A little bit of a twist for pot roast, make it with hearty egg noodles instead of potatoes! The whole family loves this and there is nothing better than delicious smell that fills the house all day as it simmers away. As with most slow cooker recipes, try to add your own touch. Perhaps add a little red wine in the last thirty minutes of cooking or add different veggies to the mix, it’s all good.
Whenever I make this dish, I make enough for two families and share it with daughter’s family who lives nearby. It’s just as easy to make for two families as it is for one. And I become a hero for supplying the working mom with a hot meal for her family!
Crock-Pot Pot Roast with Noodles
Put this together in the morning and when you get home after a hard day's work you will be greeted by delicious smells wafting through the house. Add a green salad or a fruit salad for a complete meal fit for company.

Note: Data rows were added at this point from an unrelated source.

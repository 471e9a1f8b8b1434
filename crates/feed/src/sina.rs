use crate::codec::{build_client, fetch_gbk};
use async_trait::async_trait;
use reqwest::Client;
use shaobing_core::common::{Exchange, InstrumentCode};
use shaobing_core::symbol::error::QuoteError;
use shaobing_core::symbol::port::NameSource;
use std::time::Duration;
use tracing::debug;

/// 新浪行情接口要求的 Referer
const SINA_REFERER: &str = "https://finance.sina.com.cn";

/// # Summary
/// 新浪财经行情提供者（主数据源）。
///
/// # Invariants
/// - 响应形如 `var hq_str_sz000819="岳阳兴长,8.50,...";`，GBK 编码。
/// - 名称取第一个 `"` 分隔段中的首个逗号字段。
#[derive(Clone)]
pub struct SinaProvider {
    /// 内部使用的 HTTP 客户端
    client: Client,
    /// 接口根地址，如 `https://hq.sinajs.cn`
    base_url: String,
}

impl SinaProvider {
    /// # Summary
    /// 创建一个新的 SinaProvider 实例。
    ///
    /// # Logic
    /// 1. 配置客户端超时与浏览器 User-Agent。
    /// 2. 设置接口要求的 Referer 头，否则会返回 403。
    ///
    /// # Arguments
    /// * `base_url`: 接口根地址。
    /// * `timeout`: 客户端请求超时。
    pub fn new(base_url: impl Into<String>, timeout: Duration) -> Result<Self, QuoteError> {
        Ok(Self {
            client: build_client(timeout, Some(SINA_REFERER))?,
            base_url: base_url.into().trim_end_matches('/').to_string(),
        })
    }

    fn url(&self, symbol: &str) -> String {
        format!("{}/list={}", self.base_url, symbol)
    }
}

/// # Summary
/// 从新浪响应文本中提取展示名称。
///
/// # Logic
/// 1. 以 `"` 切分，取第一个被引号包围的段。
/// 2. 以 `,` 切分该段，取首字段并去除空白。
///
/// # Returns
/// 名称非空时返回，否则返回 `QuoteError`。
pub fn parse_name(payload: &str, symbol: &str) -> Result<String, QuoteError> {
    let quoted = payload
        .split('"')
        .nth(1)
        .ok_or_else(|| QuoteError::Decode(format!("no quoted field in sina payload for {symbol}")))?;
    let name = quoted.split(',').next().unwrap_or_default().trim();
    if name.is_empty() {
        return Err(QuoteError::Empty(symbol.to_string()));
    }
    Ok(name.to_string())
}

#[async_trait]
impl NameSource for SinaProvider {
    fn id(&self) -> &'static str {
        "sina"
    }

    /// # Summary
    /// 查询数字代码的展示名称。
    ///
    /// # Logic
    /// 1. 符号代码（无交易所）不适用，直接返回 `Ok(None)`。
    /// 2. 拼接市场前缀后请求接口并解析。
    async fn lookup(
        &self,
        code: &InstrumentCode,
        exchange: Option<Exchange>,
    ) -> Result<Option<String>, QuoteError> {
        let Some(exchange) = exchange else {
            return Ok(None);
        };
        let symbol = exchange.quote_symbol(code);
        let payload = fetch_gbk(&self.client, &self.url(&symbol)).await?;
        let name = parse_name(&payload, &symbol)?;
        debug!("sina resolved {} -> {}", symbol, name);
        Ok(Some(name))
    }
}

#[cfg(test)]
mod tests {
    use super::*;

    #[test]
    fn test_parse_name() {
        let payload = "var hq_str_sz000819=\"岳阳兴长,8.500,8.470,8.620\";\n";
        assert_eq!(parse_name(payload, "sz000819").unwrap(), "岳阳兴长");
    }

    #[test]
    fn test_parse_name_empty_quote() {
        let payload = "var hq_str_sz999999=\"\";";
        assert!(matches!(
            parse_name(payload, "sz999999"),
            Err(QuoteError::Empty(_))
        ));
    }

    #[test]
    fn test_parse_name_garbage() {
        assert!(matches!(
            parse_name("Forbidden", "sh600000"),
            Err(QuoteError::Decode(_))
        ));
    }

    #[test]
    fn test_url_template() {
        let p = SinaProvider::new("http://127.0.0.1:9/", Duration::from_secs(1)).unwrap();
        assert_eq!(p.url("hk00700"), "http://127.0.0.1:9/list=hk00700");
    }
}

- 3 - 5 lb chuck roast (also can use rump, arm or any inexpensive beef)
- 2 - 3 TB cooking oil
- 1 package fresh baby carrots
- 1/2 package frozen peas
- 1 can chicken broth
- 1 pkg onion soup mix
- 1 pkg brown gravy mix
- 1 lb pkg frozen egg noodles -- frozen works best!
- I like to cut the roast into smaller pieces to make it cook more evenly, but if you want to make a nice presentation at the dinner table, leave it whole.
- Add oil to slow cooker and turn to low.
- Dredge meat in flour, put in slow cooker.
- Add chicken broth and onion soup mix.
- About *two hours before serving time, add carrots.
- About one hour before serving, remove meat add frozen noodles, peas and brown gravy mix. Mix together to make noodles are covered in broth and return meat to cooker on top of frozen noodles.